Formo parte de un grupo de investigación sobre teatro clásico en la universidad. La participación de investigadoras es muy superior a la de investigadores. Casi todos los miembros somos mujeres jóvenes y solteras. Mis compañeras no tienen hijos. Bueno, todas, excepto una. A las otras diez su insólito caso nos admira. Porque conjugar la maternidad con la entrega profesional al máximo nivel nos parece una proeza sólo reservada a ejemplares raros de mujer. Mis compañeras tienen entre 25 y 40 años. Están, pues, en la edad convencional destinada al casamiento y la formación de una familia estándar. Pero nunca hablamos de estas convenciones. Hablamos mucho, eso sí, sobre nuestro impredecible futuro. Becas posdoctorales, universidades extranjeras, cambios de vivienda, vetas profesionales por explotar, ilusiones por cumplir, proyectos por desarrollar… Ganar (algo de) dinero, vivir bien, ser felices. Si alguna vez ha surgido el tema, se ha zanjado en dos variantes: “Puf, a saber, no sé si algún día podré” o “yo no puedo, imposible, ahora ya no”.

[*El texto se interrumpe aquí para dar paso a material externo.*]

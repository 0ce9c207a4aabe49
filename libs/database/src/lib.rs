//! PostgreSQL connection plumbing for the store service.
//!
//! # Features
//!
//! - `postgres` (default): SeaORM connector, migrations runner, health check
//! - `config`: `core_config::FromEnv` for [`postgres::PostgresConfig`] and [`RetryConfig`]
//!
//! # Example
//!
//! ```ignore
//! use database::postgres::{self, PostgresConfig};
//! use migration::Migrator;
//!
//! let db = postgres::connect_from_config_with_retry(PostgresConfig::new(url), None).await?;
//! postgres::run_migrations::<Migrator>(&db, "store_api").await?;
//! postgres::check_health(&db).await?;
//! ```

pub mod common;

#[cfg(feature = "postgres")]
pub mod postgres;

pub use common::{DatabaseError, DatabaseResult, RetryConfig};
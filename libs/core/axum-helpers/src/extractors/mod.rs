//! Custom extractors for Axum handlers.

pub mod uuid_path;

pub use uuid_path::UuidPath;
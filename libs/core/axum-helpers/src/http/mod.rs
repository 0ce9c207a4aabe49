//! HTTP middleware: CORS and security headers.

pub mod cors;
pub mod security;

pub use cors::{create_cors_layer, create_permissive_cors_layer, cors_layer_from_env};
pub use security::security_headers;
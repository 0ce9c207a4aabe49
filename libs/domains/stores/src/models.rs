use chrono::{DateTime, Utc};
use serde::{Deserialize, Deserializer, Serialize};
use utoipa::ToSchema;
use uuid::Uuid;
use validator::{Validate, ValidationError, ValidationErrors};

use crate::error::{StoreError, StoreResult};
use crate::slug::create_slug;

/// Store entity
#[derive(Debug, Clone, PartialEq, Serialize, Deserialize, ToSchema)]
pub struct Store {
    pub id: Uuid,
    pub name: String,
    /// Slug derived from the name, not unique
    #[serde(rename = "url")]
    pub slug: String,
    pub address: String,
    pub phone: String,
    /// Opening hour (0-23)
    pub operational_time_start: i32,
    /// Closing hour (0-23)
    pub operational_time_end: i32,
    pub created_at: DateTime<Utc>,
    pub updated_at: Option<DateTime<Utc>>,
}

/// Product entity
///
/// `store` is attached when the product is read back through the service and
/// is never persisted with the product row.
#[derive(Debug, Clone, PartialEq, Serialize, Deserialize, ToSchema)]
pub struct Product {
    pub id: Uuid,
    #[serde(skip)]
    pub store_id: Uuid,
    pub name: String,
    /// Time-salted slug, unique across products
    #[serde(rename = "url")]
    pub slug: String,
    pub price: f64,
    pub description: String,
    pub created_at: DateTime<Utc>,
    pub updated_at: Option<DateTime<Utc>>,
    pub store: Option<Store>,
}

/// Body for creating or updating a store
///
/// Absent fields take their zero value so that validation, not JSON parsing,
/// reports what is missing.
#[derive(Debug, Clone, Default, Deserialize, Validate, ToSchema)]
#[serde(default)]
pub struct StoreRequest {
    #[validate(length(min = 1, message = "missing name"))]
    pub name: String,
    #[serde(skip)]
    pub slug: String,
    #[validate(length(min = 1, message = "missing address"))]
    pub address: String,
    #[validate(length(min = 1, message = "missing phone"))]
    pub phone: String,
    #[validate(range(min = 0, max = 23, message = "missing operational time start (0-23)"))]
    pub operational_time_start: i32,
    #[validate(range(min = 0, max = 23, message = "missing operational time end (0-23)"))]
    pub operational_time_end: i32,
}

/// Body for creating or updating a product
#[derive(Debug, Clone, Default, Deserialize, Validate, ToSchema)]
#[serde(default)]
pub struct ProductRequest {
    #[validate(length(min = 1, message = "missing name"))]
    pub name: String,
    #[serde(skip)]
    pub slug: String,
    #[validate(range(min = 0.0, message = "missing price"))]
    pub price: f64,
    #[validate(length(min = 1, message = "missing description"))]
    pub description: String,
    /// `""` and `null` count as missing and fail validation
    #[serde(deserialize_with = "blank_as_nil")]
    #[validate(custom(function = "validate_store_id"))]
    pub store_id: Uuid,
}

fn blank_as_nil<'de, D>(deserializer: D) -> Result<Uuid, D::Error>
where
    D: Deserializer<'de>,
{
    match Option::<String>::deserialize(deserializer)? {
        Some(raw) if !raw.trim().is_empty() => {
            Uuid::parse_str(raw.trim()).map_err(serde::de::Error::custom)
        }
        _ => Ok(Uuid::nil()),
    }
}

fn validate_store_id(id: &Uuid) -> Result<(), ValidationError> {
    if id.is_nil() {
        return Err(ValidationError::new("missing_store_id").with_message("missing store id".into()));
    }
    Ok(())
}

/// Report the first failing field in `order` as a BadRequest.
fn first_failure(result: Result<(), ValidationErrors>, order: &[&str]) -> StoreResult<()> {
    let Err(errors) = result else {
        return Ok(());
    };

    let fields = errors.field_errors();
    let message = order
        .iter()
        .find_map(|field| fields.get(*field))
        .and_then(|errs| errs.first())
        .and_then(|err| err.message.as_ref())
        .map(|msg| msg.to_string())
        .unwrap_or_else(|| errors.to_string());

    Err(StoreError::BadRequest(message))
}

impl StoreRequest {
    const FIELD_ORDER: [&'static str; 5] = [
        "name",
        "address",
        "phone",
        "operational_time_start",
        "operational_time_end",
    ];

    /// Validate and fill in the derived slug.
    pub fn prepare(&mut self) -> StoreResult<()> {
        first_failure(self.validate(), &Self::FIELD_ORDER)?;
        self.slug = create_slug(&self.name, false);
        Ok(())
    }
}

impl ProductRequest {
    const FIELD_ORDER: [&'static str; 4] = ["name", "price", "description", "store_id"];

    /// Validate and fill in the time-salted slug.
    pub fn prepare(&mut self) -> StoreResult<()> {
        first_failure(self.validate(), &Self::FIELD_ORDER)?;
        self.slug = create_slug(&self.name, true);
        Ok(())
    }
}

impl Store {
    pub fn new(input: StoreRequest) -> Self {
        Self {
            id: Uuid::now_v7(),
            name: input.name,
            slug: input.slug,
            address: input.address,
            phone: input.phone,
            operational_time_start: input.operational_time_start,
            operational_time_end: input.operational_time_end,
            created_at: Utc::now(),
            updated_at: None,
        }
    }

    /// Overwrite every mutable field, slug included.
    pub fn apply_update(&mut self, input: StoreRequest) {
        self.name = input.name;
        self.slug = input.slug;
        self.address = input.address;
        self.phone = input.phone;
        self.operational_time_start = input.operational_time_start;
        self.operational_time_end = input.operational_time_end;
        self.updated_at = Some(Utc::now());
    }
}

impl Product {
    pub fn new(input: ProductRequest) -> Self {
        Self {
            id: Uuid::now_v7(),
            store_id: input.store_id,
            name: input.name,
            slug: input.slug,
            price: input.price,
            description: input.description,
            created_at: Utc::now(),
            updated_at: None,
            store: None,
        }
    }

    /// Overwrite the mutable fields. The slug stays as it was at creation.
    pub fn apply_update(&mut self, input: ProductRequest) {
        self.store_id = input.store_id;
        self.name = input.name;
        self.price = input.price;
        self.description = input.description;
        self.updated_at = Some(Utc::now());
    }

    pub fn with_store(mut self, store: Store) -> Self {
        self.store = Some(store);
        self
    }
}
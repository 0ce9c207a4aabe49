use std::sync::Arc;
use tracing::instrument;
use uuid::Uuid;

use crate::error::{StoreError, StoreResult};
use crate::models::{Product, ProductRequest, Store, StoreRequest};
use crate::pagination::{Paginated, Pagination};
use crate::query::{ProductQuery, SearchFilterPagination};
use crate::repository::StoreRepository;

/// Service layer for store and product business logic
#[derive(Clone)]
pub struct StoreService<R: StoreRepository> {
    repository: Arc<R>,
}

impl<R: StoreRepository> StoreService<R> {
    pub fn new(repository: R) -> Self {
        Self {
            repository: Arc::new(repository),
        }
    }

    #[instrument(skip(self, input), fields(name = %input.name))]
    pub async fn create_store(&self, mut input: StoreRequest) -> StoreResult<Store> {
        input.prepare()?;
        self.repository.create_store(input).await
    }

    #[instrument(skip(self))]
    pub async fn get_store(&self, id: Uuid) -> StoreResult<Store> {
        self.repository
            .get_store_by_id(id)
            .await?
            .ok_or_else(StoreError::store_not_found)
    }

    #[instrument(skip(self, input))]
    pub async fn update_store(&self, id: Uuid, mut input: StoreRequest) -> StoreResult<()> {
        input.prepare()?;

        let rows = self.repository.update_store(id, input).await?;
        if rows == 0 {
            return Err(StoreError::store_not_found());
        }
        Ok(())
    }

    /// Products of one store. The store must exist before any product query runs.
    #[instrument(skip(self, query))]
    pub async fn list_store_products(
        &self,
        store_id: Uuid,
        query: ProductQuery,
    ) -> StoreResult<Paginated<Product>> {
        let store = self.get_store(store_id).await?;

        let (pagination, filter) = Self::window(query)?;
        let (rows, total) = self.fetch_page(filter, Some(store_id)).await?;

        let data = rows
            .into_iter()
            .map(|product| product.with_store(store.clone()))
            .collect();

        Ok(pagination.set_data(data, total))
    }

    /// All products, each joined with its store.
    ///
    /// Rows whose store cannot be resolved are left out of `data`; `totalData`
    /// still counts them.
    #[instrument(skip(self, query))]
    pub async fn list_products(&self, query: ProductQuery) -> StoreResult<Paginated<Product>> {
        let (pagination, filter) = Self::window(query)?;
        let (rows, total) = self.fetch_page(filter, None).await?;

        let mut data = Vec::with_capacity(rows.len());
        for product in rows {
            match self.repository.get_store_by_id(product.store_id).await {
                Ok(Some(store)) => data.push(product.with_store(store)),
                Ok(None) => {
                    tracing::warn!(product_id = %product.id, store_id = %product.store_id, "Dropping product with missing store");
                }
                Err(e) => {
                    tracing::warn!(product_id = %product.id, error = %e, "Dropping product, store lookup failed");
                }
            }
        }

        Ok(pagination.set_data(data, total))
    }

    #[instrument(skip(self, input), fields(name = %input.name, store_id = %input.store_id))]
    pub async fn create_product(&self, mut input: ProductRequest) -> StoreResult<Product> {
        input.prepare()?;

        let store = self.get_store(input.store_id).await?;
        let product = self.repository.create_product(input).await?;

        Ok(product.with_store(store))
    }

    #[instrument(skip(self))]
    pub async fn get_product_by_slug(&self, slug: &str) -> StoreResult<Product> {
        let product = self
            .repository
            .get_product_by_slug(slug)
            .await?
            .ok_or_else(StoreError::product_not_found)?;

        let store = self.get_store(product.store_id).await?;
        Ok(product.with_store(store))
    }

    /// The product keeps the slug it was created with.
    #[instrument(skip(self, input))]
    pub async fn update_product(&self, id: Uuid, mut input: ProductRequest) -> StoreResult<()> {
        input.prepare()?;

        self.repository
            .get_product_by_id(id)
            .await?
            .ok_or_else(StoreError::product_not_found)?;
        self.get_store(input.store_id).await?;

        let rows = self.repository.update_product(id, input).await?;
        if rows == 0 {
            return Err(StoreError::product_not_found());
        }
        Ok(())
    }

    #[instrument(skip(self))]
    pub async fn delete_product(&self, id: Uuid) -> StoreResult<()> {
        self.repository
            .get_product_by_id(id)
            .await?
            .ok_or_else(StoreError::product_not_found)?;

        self.repository.delete_product(id).await?;
        Ok(())
    }

    fn window(query: ProductQuery) -> StoreResult<(Pagination, SearchFilterPagination)> {
        let params = query.normalize();
        let pagination = Pagination::new(params.limit, params.page)?;
        let filter = SearchFilterPagination::new(&params, &pagination);
        Ok((pagination, filter))
    }

    /// Runs the list and count queries concurrently; either failing fails both.
    async fn fetch_page(
        &self,
        filter: SearchFilterPagination,
        store_id: Option<Uuid>,
    ) -> StoreResult<(Vec<Product>, u64)> {
        let list = self.repository.list_products(filter.clone(), store_id);
        let count = self.repository.count_products(filter, store_id);

        let (rows, total) = tokio::try_join!(list, count)?;
        Ok((rows, total))
    }
}
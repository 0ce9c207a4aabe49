//! Reusable OpenAPI responses for the error envelopes.

use crate::errors::ErrorCode;
#[allow(unused_imports)]
use serde_json::json;
use serde::Serialize;
use utoipa::{ToResponse, ToSchema};

/// Envelope without `data`, as returned by errors, updates and deletes.
#[derive(Serialize, ToSchema)]
pub struct EmptyEnvelope {
    pub code: ErrorCode,
    pub message: String,
}

#[derive(ToResponse)]
#[response(
    description = "Success without payload",
    content_type = "application/json",
    example = json!({ "code": "SUCCESS", "message": "Success" })
)]
pub struct EmptySuccessResponse(pub EmptyEnvelope);

#[derive(ToResponse)]
#[response(
    description = "Bad Request",
    content_type = "application/json",
    example = json!({ "code": "BAD_REQUEST", "message": "missing name" })
)]
pub struct BadRequestResponse(pub EmptyEnvelope);

#[derive(ToResponse)]
#[response(
    description = "Not Found",
    content_type = "application/json",
    example = json!({ "code": "NOT_FOUND", "message": "store not found" })
)]
pub struct NotFoundResponse(pub EmptyEnvelope);

#[derive(ToResponse)]
#[response(
    description = "Internal Server Error",
    content_type = "application/json",
    example = json!({ "code": "INTERNAL_ERROR", "message": "An internal server error occurred" })
)]
pub struct InternalServerErrorResponse(pub EmptyEnvelope);
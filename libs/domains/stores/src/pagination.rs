use serde::{Deserialize, Serialize};
use utoipa::ToSchema;

use crate::error::{StoreError, StoreResult};

/// Largest LIMIT/OFFSET Postgres accepts (`BIGINT`)
const MAX_WINDOW: u64 = i64::MAX as u64;

/// Offset/limit window for one page of a listing
#[derive(Debug, Clone, Copy, PartialEq, Eq)]
pub struct Pagination {
    pub limit: u64,
    pub page: u64,
    pub offset: u64,
}

/// One page of results plus navigation metadata
#[derive(Debug, Clone, PartialEq, Serialize, Deserialize, ToSchema)]
#[serde(rename_all = "camelCase")]
pub struct Paginated<T> {
    pub limit: u64,
    pub page: u64,
    /// Next page number, or 0 on the last page
    pub next_page: u64,
    pub total_data: u64,
    pub total_pages: u64,
    pub data: Vec<T>,
}

impl Pagination {
    /// Pages are 1-based; page 0 is treated as page 1.
    ///
    /// Both `limit` and the resulting offset must fit a Postgres `BIGINT`.
    pub fn new(limit: u64, page: u64) -> StoreResult<Self> {
        if limit == 0 {
            return Err(StoreError::BadRequest(
                "limit must be greater than zero".to_string(),
            ));
        }
        if limit > MAX_WINDOW {
            return Err(StoreError::BadRequest("limit is too large".to_string()));
        }

        let page = page.max(1);
        let offset = (page - 1)
            .checked_mul(limit)
            .filter(|offset| *offset <= MAX_WINDOW)
            .ok_or_else(|| StoreError::BadRequest("page is out of range".to_string()))?;

        Ok(Self {
            limit,
            page,
            offset,
        })
    }

    pub fn total_pages(&self, total: u64) -> u64 {
        total.div_ceil(self.limit)
    }

    pub fn set_data<T>(&self, data: Vec<T>, total: u64) -> Paginated<T> {
        let total_pages = self.total_pages(total);
        let next_page = if total_pages > self.page { self.page + 1 } else { 0 };

        Paginated {
            limit: self.limit,
            page: self.page,
            next_page,
            total_data: total,
            total_pages,
            data,
        }
    }
}
use axum::{
    Json, Router,
    extract::{
        Path, Query, State,
        rejection::{JsonRejection, QueryRejection},
    },
    routing::{get, post},
};
use axum_helpers::{
    ApiResponse, AppError, UuidPath,
    errors::responses::{
        BadRequestResponse, EmptySuccessResponse, InternalServerErrorResponse, NotFoundResponse,
    },
};
use std::sync::Arc;
use utoipa::OpenApi;

use crate::models::{Product, ProductRequest, Store, StoreRequest};
use crate::pagination::Paginated;
use crate::query::ProductQuery;
use crate::repository::StoreRepository;
use crate::service::StoreService;

const STORES_TAG: &str = "Stores";
const PRODUCTS_TAG: &str = "Products";

type HandlerResult<T> = Result<ApiResponse<T>, AppError>;
type SharedService<R> = State<Arc<StoreService<R>>>;

/// OpenAPI documentation for `/stores`
#[derive(OpenApi)]
#[openapi(
    paths(create_store, get_store, update_store, list_store_products),
    components(
        schemas(Store, StoreRequest, Product),
        responses(
            EmptySuccessResponse,
            BadRequestResponse,
            NotFoundResponse,
            InternalServerErrorResponse
        )
    ),
    tags((name = STORES_TAG, description = "Store management endpoints"))
)]
pub struct StoresApiDoc;

/// OpenAPI documentation for `/products`
#[derive(OpenApi)]
#[openapi(
    paths(
        list_products,
        create_product,
        get_product_by_slug,
        update_product,
        delete_product
    ),
    components(
        schemas(Product, ProductRequest, Store),
        responses(
            EmptySuccessResponse,
            BadRequestResponse,
            NotFoundResponse,
            InternalServerErrorResponse
        )
    ),
    tags((name = PRODUCTS_TAG, description = "Product catalogue endpoints"))
)]
pub struct ProductsApiDoc;

/// Both resource routers under `/stores` and `/products`, sharing one service.
pub fn router<R: StoreRepository + 'static>(service: StoreService<R>) -> Router {
    let shared_service = Arc::new(service);

    Router::new()
        .nest("/stores", stores_router(shared_service.clone()))
        .nest("/products", products_router(shared_service))
}

pub fn stores_router<R: StoreRepository + 'static>(service: Arc<StoreService<R>>) -> Router {
    Router::new()
        .route("/", post(create_store))
        .route("/{id}", get(get_store).put(update_store))
        .route("/{id}/products", get(list_store_products))
        .with_state(service)
}

pub fn products_router<R: StoreRepository + 'static>(service: Arc<StoreService<R>>) -> Router {
    Router::new()
        .route("/", get(list_products).post(create_product))
        .route(
            "/{key}",
            get(get_product_by_slug)
                .put(update_product)
                .delete(delete_product),
        )
        .with_state(service)
}

/// Create a store
#[utoipa::path(
    post,
    path = "",
    tag = STORES_TAG,
    request_body = StoreRequest,
    responses(
        (status = 200, description = "Store created", body = ApiResponse<Store>),
        (status = 400, response = BadRequestResponse),
        (status = 500, response = InternalServerErrorResponse)
    )
)]
async fn create_store<R: StoreRepository>(
    State(service): SharedService<R>,
    payload: Result<Json<StoreRequest>, JsonRejection>,
) -> HandlerResult<Store> {
    let Json(input) = payload?;
    let store = service.create_store(input).await?;
    Ok(ApiResponse::success(store))
}

/// Get a store by ID
#[utoipa::path(
    get,
    path = "/{id}",
    tag = STORES_TAG,
    params(("id" = Uuid, Path, description = "Store ID")),
    responses(
        (status = 200, description = "Store found", body = ApiResponse<Store>),
        (status = 400, response = BadRequestResponse),
        (status = 404, response = NotFoundResponse),
        (status = 500, response = InternalServerErrorResponse)
    )
)]
async fn get_store<R: StoreRepository>(
    State(service): SharedService<R>,
    UuidPath(id): UuidPath,
) -> HandlerResult<Store> {
    let store = service.get_store(id).await?;
    Ok(ApiResponse::success(store))
}

/// Replace a store's details
#[utoipa::path(
    put,
    path = "/{id}",
    tag = STORES_TAG,
    params(("id" = Uuid, Path, description = "Store ID")),
    request_body = StoreRequest,
    responses(
        (status = 200, response = EmptySuccessResponse),
        (status = 400, response = BadRequestResponse),
        (status = 404, response = NotFoundResponse),
        (status = 500, response = InternalServerErrorResponse)
    )
)]
async fn update_store<R: StoreRepository>(
    State(service): SharedService<R>,
    UuidPath(id): UuidPath,
    payload: Result<Json<StoreRequest>, JsonRejection>,
) -> HandlerResult<()> {
    let Json(input) = payload?;
    service.update_store(id, input).await?;
    Ok(ApiResponse::empty())
}

/// List one store's products
#[utoipa::path(
    get,
    path = "/{id}/products",
    tag = STORES_TAG,
    params(("id" = Uuid, Path, description = "Store ID"), ProductQuery),
    responses(
        (status = 200, description = "One page of the store's products", body = ApiResponse<Paginated<Product>>),
        (status = 400, response = BadRequestResponse),
        (status = 404, response = NotFoundResponse),
        (status = 500, response = InternalServerErrorResponse)
    )
)]
async fn list_store_products<R: StoreRepository>(
    State(service): SharedService<R>,
    UuidPath(id): UuidPath,
    query: Result<Query<ProductQuery>, QueryRejection>,
) -> HandlerResult<Paginated<Product>> {
    let Query(query) = query?;
    let page = service.list_store_products(id, query).await?;
    Ok(ApiResponse::success(page))
}

/// List products across all stores
#[utoipa::path(
    get,
    path = "",
    tag = PRODUCTS_TAG,
    params(ProductQuery),
    responses(
        (status = 200, description = "One page of products", body = ApiResponse<Paginated<Product>>),
        (status = 400, response = BadRequestResponse),
        (status = 500, response = InternalServerErrorResponse)
    )
)]
async fn list_products<R: StoreRepository>(
    State(service): SharedService<R>,
    query: Result<Query<ProductQuery>, QueryRejection>,
) -> HandlerResult<Paginated<Product>> {
    let Query(query) = query?;
    let page = service.list_products(query).await?;
    Ok(ApiResponse::success(page))
}

/// Create a product in an existing store
#[utoipa::path(
    post,
    path = "",
    tag = PRODUCTS_TAG,
    request_body = ProductRequest,
    responses(
        (status = 200, description = "Product created", body = ApiResponse<Product>),
        (status = 400, response = BadRequestResponse),
        (status = 404, response = NotFoundResponse),
        (status = 500, response = InternalServerErrorResponse)
    )
)]
async fn create_product<R: StoreRepository>(
    State(service): SharedService<R>,
    payload: Result<Json<ProductRequest>, JsonRejection>,
) -> HandlerResult<Product> {
    let Json(input) = payload?;
    let product = service.create_product(input).await?;
    Ok(ApiResponse::success(product))
}

/// Get a product by its slug
#[utoipa::path(
    get,
    path = "/{slug}",
    tag = PRODUCTS_TAG,
    params(("slug" = String, Path, description = "Product slug")),
    responses(
        (status = 200, description = "Product found", body = ApiResponse<Product>),
        (status = 404, response = NotFoundResponse),
        (status = 500, response = InternalServerErrorResponse)
    )
)]
async fn get_product_by_slug<R: StoreRepository>(
    State(service): SharedService<R>,
    Path(slug): Path<String>,
) -> HandlerResult<Product> {
    let product = service.get_product_by_slug(&slug).await?;
    Ok(ApiResponse::success(product))
}

/// Replace a product's details; the slug is kept
#[utoipa::path(
    put,
    path = "/{id}",
    tag = PRODUCTS_TAG,
    params(("id" = Uuid, Path, description = "Product ID")),
    request_body = ProductRequest,
    responses(
        (status = 200, response = EmptySuccessResponse),
        (status = 400, response = BadRequestResponse),
        (status = 404, response = NotFoundResponse),
        (status = 500, response = InternalServerErrorResponse)
    )
)]
async fn update_product<R: StoreRepository>(
    State(service): SharedService<R>,
    UuidPath(id): UuidPath,
    payload: Result<Json<ProductRequest>, JsonRejection>,
) -> HandlerResult<()> {
    let Json(input) = payload?;
    service.update_product(id, input).await?;
    Ok(ApiResponse::empty())
}

/// Delete a product
#[utoipa::path(
    delete,
    path = "/{id}",
    tag = PRODUCTS_TAG,
    params(("id" = Uuid, Path, description = "Product ID")),
    responses(
        (status = 200, response = EmptySuccessResponse),
        (status = 400, response = BadRequestResponse),
        (status = 404, response = NotFoundResponse),
        (status = 500, response = InternalServerErrorResponse)
    )
)]
async fn delete_product<R: StoreRepository>(
    State(service): SharedService<R>,
    UuidPath(id): UuidPath,
) -> HandlerResult<()> {
    service.delete_product(id).await?;
    Ok(ApiResponse::empty())
}
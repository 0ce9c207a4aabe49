//! Readiness probe backed by a real database round trip.

use crate::state::AppState;
use axum::{
    extract::State,
    response::{IntoResponse, Response},
};
use axum_helpers::server::{HealthCheckFuture, run_health_checks};

pub async fn ready_handler(State(state): State<AppState>) -> Response {
    let checks: Vec<(&str, HealthCheckFuture<'_>)> = vec![(
        "database",
        Box::pin(async {
            database::postgres::check_health(&state.db)
                .await
                .map_err(|e| e.to_string())
        }),
    )];

    run_health_checks(checks).await.into_response()
}
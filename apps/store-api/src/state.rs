//! Shared application state.

/// Cloned into routers that need it; both fields are cheap to clone.
#[derive(Clone)]
pub struct AppState {
    pub config: crate::config::Config,
    /// PostgreSQL connection pool
    pub db: database::postgres::DatabaseConnection,
}
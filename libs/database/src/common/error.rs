/// Failures outside the request path: migrations at startup and the `/ready` probe.
#[derive(Debug, thiserror::Error)]
pub enum DatabaseError {
    #[cfg(feature = "postgres")]
    #[error("migration failed: {0}")]
    Migration(#[source] sea_orm::DbErr),

    #[error("health check failed: {0}")]
    HealthCheckFailed(String),
}

pub type DatabaseResult<T> = Result<T, DatabaseError>;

Las mujeres españolas tienen una media de 1,32 hijos. Y dan a luz por primera vez en torno a los 32,7 años. Según los estudiosos, estas cifras perjudican el buen estado de la pirámide poblacional de la nación, ésa que dibujábamos en los cuadernos en la clase de Sociales: arriba, hacia el vértice, los más viejos; abajo, en los cimientos, los recién nacidos. La tasa de natalidad española es de las más bajas de Europa. No digo nada nuevo: también las ayudas para incentivar la maternidad son aquí pura anécdota. Pero, ¿y las mujeres con profesiones liberales?, ¿cuál es su media de hijos?, ¿a qué edad se convierten en madres, si es que lo hacen? No he podido encontrar estadísticas al respecto. Pero imagino una pirámide tan enflaquecida, tan delgadita, que se asemeja al humilde nacimiento del río Nilo.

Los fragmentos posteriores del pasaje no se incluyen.